WHAT THE TASK REQUIRES => Determine the number of lines below that contain "RecordId". Write nothing but that number.

Stored dataset items =>
"""
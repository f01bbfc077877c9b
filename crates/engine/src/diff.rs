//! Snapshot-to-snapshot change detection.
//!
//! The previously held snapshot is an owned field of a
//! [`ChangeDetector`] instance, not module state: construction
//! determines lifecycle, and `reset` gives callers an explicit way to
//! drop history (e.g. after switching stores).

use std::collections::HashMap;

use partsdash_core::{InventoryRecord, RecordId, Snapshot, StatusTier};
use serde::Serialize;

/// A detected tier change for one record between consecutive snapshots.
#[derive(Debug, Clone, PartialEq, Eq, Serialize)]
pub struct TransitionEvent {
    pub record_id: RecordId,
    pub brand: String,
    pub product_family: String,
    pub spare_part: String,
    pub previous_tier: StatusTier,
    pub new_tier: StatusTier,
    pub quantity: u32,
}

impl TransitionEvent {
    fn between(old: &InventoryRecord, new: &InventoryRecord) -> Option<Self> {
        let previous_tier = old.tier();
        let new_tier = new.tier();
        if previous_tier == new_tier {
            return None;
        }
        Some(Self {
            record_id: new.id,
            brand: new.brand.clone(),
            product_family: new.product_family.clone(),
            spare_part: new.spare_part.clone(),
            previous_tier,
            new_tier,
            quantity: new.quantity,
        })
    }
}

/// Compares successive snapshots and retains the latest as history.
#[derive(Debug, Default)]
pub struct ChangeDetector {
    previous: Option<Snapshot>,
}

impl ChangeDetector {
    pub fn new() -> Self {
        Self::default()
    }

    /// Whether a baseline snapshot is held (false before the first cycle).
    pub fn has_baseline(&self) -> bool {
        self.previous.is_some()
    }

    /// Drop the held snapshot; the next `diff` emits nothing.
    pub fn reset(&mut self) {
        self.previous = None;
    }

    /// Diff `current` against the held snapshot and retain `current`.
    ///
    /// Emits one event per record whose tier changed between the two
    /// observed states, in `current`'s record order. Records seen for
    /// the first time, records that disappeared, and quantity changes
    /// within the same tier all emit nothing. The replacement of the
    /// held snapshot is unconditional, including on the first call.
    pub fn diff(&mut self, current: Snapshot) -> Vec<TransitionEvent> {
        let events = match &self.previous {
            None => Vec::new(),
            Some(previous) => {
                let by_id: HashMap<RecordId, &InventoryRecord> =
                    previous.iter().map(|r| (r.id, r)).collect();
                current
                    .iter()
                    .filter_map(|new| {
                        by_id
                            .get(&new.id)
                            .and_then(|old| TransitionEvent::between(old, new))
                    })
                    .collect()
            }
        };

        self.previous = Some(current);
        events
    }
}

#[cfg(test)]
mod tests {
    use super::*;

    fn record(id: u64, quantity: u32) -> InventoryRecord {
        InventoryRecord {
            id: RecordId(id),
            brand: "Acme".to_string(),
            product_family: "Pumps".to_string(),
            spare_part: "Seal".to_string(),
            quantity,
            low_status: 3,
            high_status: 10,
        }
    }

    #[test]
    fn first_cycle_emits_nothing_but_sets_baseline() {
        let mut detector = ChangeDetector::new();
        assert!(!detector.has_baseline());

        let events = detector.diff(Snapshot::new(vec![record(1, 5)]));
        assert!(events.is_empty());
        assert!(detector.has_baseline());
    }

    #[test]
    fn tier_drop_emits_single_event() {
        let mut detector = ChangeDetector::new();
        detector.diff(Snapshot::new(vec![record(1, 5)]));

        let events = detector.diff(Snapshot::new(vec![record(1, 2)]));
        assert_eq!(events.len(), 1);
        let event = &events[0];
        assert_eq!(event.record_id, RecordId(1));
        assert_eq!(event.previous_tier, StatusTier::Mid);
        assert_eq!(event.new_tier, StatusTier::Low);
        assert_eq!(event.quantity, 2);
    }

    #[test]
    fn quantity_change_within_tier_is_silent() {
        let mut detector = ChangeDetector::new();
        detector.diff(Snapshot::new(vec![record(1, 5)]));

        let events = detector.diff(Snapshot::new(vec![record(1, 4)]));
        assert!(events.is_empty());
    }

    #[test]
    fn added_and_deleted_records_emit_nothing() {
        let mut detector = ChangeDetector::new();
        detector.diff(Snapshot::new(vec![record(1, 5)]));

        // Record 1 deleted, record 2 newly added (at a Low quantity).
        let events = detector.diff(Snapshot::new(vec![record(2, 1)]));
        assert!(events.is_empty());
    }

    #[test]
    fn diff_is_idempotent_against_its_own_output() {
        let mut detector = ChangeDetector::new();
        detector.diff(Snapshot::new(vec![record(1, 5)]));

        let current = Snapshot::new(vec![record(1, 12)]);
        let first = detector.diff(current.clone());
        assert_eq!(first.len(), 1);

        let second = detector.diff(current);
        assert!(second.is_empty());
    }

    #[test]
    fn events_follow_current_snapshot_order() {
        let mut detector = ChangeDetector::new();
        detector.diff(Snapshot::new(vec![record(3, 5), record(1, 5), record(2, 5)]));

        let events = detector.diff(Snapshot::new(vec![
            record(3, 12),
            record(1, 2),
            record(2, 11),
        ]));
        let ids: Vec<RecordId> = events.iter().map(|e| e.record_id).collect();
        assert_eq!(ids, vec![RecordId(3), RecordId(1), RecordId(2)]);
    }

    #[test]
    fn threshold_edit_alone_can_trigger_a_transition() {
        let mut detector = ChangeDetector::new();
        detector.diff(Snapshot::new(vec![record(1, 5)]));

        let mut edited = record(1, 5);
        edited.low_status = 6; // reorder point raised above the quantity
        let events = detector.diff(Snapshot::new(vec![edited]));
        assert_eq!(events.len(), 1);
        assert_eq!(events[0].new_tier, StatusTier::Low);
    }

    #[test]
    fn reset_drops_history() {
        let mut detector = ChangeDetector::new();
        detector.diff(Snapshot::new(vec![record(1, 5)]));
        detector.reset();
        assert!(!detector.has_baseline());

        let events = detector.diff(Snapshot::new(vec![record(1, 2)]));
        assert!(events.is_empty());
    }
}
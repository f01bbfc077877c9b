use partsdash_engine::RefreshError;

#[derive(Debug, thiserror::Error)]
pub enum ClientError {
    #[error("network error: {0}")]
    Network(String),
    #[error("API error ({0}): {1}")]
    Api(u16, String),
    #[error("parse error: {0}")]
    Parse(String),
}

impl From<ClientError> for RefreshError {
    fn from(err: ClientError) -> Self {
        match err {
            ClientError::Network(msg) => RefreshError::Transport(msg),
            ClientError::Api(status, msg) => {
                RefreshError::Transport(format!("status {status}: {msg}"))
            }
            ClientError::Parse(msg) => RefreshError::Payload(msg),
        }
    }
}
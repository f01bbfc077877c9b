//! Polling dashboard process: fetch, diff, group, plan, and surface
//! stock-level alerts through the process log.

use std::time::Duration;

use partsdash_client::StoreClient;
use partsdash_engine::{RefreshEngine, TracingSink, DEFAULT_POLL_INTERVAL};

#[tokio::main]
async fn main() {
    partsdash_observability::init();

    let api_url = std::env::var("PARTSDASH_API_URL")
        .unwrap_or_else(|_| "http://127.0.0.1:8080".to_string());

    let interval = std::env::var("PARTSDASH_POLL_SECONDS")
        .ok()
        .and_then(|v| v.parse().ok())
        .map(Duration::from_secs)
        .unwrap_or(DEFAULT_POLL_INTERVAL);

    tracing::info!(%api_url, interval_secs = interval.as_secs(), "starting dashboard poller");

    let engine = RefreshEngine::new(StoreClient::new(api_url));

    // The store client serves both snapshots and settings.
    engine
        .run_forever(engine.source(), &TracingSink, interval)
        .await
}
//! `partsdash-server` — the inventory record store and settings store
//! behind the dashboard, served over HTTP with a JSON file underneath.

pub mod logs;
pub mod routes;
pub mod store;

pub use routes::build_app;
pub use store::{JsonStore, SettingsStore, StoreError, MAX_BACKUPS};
"""
RESULT OF THE TASK => 7